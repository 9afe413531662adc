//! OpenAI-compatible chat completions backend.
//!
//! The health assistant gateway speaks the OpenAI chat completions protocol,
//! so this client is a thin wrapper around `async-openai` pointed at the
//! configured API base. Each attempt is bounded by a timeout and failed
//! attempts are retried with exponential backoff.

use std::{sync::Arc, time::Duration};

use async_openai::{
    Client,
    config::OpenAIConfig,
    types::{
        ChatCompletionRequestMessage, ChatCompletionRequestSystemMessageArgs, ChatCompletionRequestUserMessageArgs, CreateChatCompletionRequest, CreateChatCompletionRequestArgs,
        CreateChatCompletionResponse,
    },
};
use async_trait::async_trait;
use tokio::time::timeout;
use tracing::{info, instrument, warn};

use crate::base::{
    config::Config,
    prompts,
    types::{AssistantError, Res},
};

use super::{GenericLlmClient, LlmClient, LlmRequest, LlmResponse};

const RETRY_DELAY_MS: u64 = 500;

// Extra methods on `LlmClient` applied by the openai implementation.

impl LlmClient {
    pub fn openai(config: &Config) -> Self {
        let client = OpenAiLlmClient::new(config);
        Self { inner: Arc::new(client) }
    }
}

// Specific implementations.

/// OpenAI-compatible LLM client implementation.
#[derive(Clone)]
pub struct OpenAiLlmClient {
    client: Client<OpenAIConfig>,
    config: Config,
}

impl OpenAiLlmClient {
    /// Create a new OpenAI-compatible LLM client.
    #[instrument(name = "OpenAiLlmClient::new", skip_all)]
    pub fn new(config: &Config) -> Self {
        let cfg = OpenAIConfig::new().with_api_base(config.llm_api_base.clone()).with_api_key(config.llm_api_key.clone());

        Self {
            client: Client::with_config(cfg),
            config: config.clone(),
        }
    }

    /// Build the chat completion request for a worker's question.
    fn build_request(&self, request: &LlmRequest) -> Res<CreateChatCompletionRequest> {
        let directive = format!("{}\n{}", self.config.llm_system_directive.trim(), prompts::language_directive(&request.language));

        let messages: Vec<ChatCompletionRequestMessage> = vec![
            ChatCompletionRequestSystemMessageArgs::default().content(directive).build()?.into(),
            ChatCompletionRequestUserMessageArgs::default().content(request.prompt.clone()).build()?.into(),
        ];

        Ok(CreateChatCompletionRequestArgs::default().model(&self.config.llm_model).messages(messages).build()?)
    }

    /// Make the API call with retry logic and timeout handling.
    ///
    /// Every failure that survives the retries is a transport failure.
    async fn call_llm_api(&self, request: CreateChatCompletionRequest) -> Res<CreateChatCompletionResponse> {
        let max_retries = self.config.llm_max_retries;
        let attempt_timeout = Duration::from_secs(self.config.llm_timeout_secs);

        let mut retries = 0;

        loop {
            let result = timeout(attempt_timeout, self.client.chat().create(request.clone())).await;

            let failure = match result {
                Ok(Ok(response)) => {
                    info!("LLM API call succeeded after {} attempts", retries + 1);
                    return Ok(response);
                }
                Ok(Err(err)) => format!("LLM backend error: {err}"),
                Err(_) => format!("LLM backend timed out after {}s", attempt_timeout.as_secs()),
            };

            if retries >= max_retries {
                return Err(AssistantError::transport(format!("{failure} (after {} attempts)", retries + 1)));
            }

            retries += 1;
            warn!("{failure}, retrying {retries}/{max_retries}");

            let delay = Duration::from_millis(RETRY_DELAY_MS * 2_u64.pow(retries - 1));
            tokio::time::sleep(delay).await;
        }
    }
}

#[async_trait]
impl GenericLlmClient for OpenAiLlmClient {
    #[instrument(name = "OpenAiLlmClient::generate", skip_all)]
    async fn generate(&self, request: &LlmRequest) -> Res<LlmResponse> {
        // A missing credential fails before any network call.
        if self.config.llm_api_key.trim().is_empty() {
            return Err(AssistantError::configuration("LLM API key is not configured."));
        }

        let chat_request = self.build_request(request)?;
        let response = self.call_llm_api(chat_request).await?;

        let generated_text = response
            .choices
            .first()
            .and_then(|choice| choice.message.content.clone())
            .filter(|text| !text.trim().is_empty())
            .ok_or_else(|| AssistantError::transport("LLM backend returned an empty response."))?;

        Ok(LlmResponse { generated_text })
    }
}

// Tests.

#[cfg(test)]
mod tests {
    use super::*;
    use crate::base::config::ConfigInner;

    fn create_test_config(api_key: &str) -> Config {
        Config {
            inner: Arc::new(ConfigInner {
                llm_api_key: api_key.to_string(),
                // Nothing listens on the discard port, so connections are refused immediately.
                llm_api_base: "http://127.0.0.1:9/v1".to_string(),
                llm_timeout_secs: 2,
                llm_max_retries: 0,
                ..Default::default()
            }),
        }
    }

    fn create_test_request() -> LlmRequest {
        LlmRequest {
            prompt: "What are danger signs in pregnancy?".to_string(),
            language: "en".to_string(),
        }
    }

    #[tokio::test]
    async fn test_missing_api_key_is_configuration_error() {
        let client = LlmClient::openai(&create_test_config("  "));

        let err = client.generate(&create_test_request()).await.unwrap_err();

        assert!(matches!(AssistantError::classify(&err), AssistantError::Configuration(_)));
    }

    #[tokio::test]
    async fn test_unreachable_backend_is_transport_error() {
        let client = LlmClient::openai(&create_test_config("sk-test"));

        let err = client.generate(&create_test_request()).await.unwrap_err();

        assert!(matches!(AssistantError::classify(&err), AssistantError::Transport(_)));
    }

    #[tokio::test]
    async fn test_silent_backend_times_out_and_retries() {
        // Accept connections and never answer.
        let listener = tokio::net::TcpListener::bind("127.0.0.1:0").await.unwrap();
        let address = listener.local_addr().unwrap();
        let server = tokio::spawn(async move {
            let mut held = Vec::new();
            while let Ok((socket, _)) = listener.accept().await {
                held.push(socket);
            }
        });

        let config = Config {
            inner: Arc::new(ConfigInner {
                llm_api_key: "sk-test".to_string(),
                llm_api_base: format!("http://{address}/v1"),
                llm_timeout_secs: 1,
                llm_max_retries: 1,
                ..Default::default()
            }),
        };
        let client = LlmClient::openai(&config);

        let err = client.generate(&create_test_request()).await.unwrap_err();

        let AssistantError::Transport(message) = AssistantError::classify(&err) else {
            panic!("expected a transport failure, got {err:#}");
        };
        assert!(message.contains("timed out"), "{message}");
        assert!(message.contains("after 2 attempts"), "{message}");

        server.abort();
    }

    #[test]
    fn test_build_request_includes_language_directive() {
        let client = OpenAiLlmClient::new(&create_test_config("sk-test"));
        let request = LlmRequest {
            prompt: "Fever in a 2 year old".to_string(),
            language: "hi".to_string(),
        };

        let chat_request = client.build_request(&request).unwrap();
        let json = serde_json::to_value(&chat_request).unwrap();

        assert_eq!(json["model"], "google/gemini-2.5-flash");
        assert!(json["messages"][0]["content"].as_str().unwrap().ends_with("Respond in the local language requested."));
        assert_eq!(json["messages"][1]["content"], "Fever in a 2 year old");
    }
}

### [TASK ITEM]
Starting at the first line of the entries above, please extract each line up to and including the line with "pointed at the", unchanged, and add nothing.

### [RESPONSE TO THE EXERCISE]
repository 9afe413531662adc
//! OpenAI-compatible chat completions backend.
//!
//! The health assistant gateway speaks the OpenAI chat completions protocol,
//! so this client is a thin wrapper around `async-openai` pointed at the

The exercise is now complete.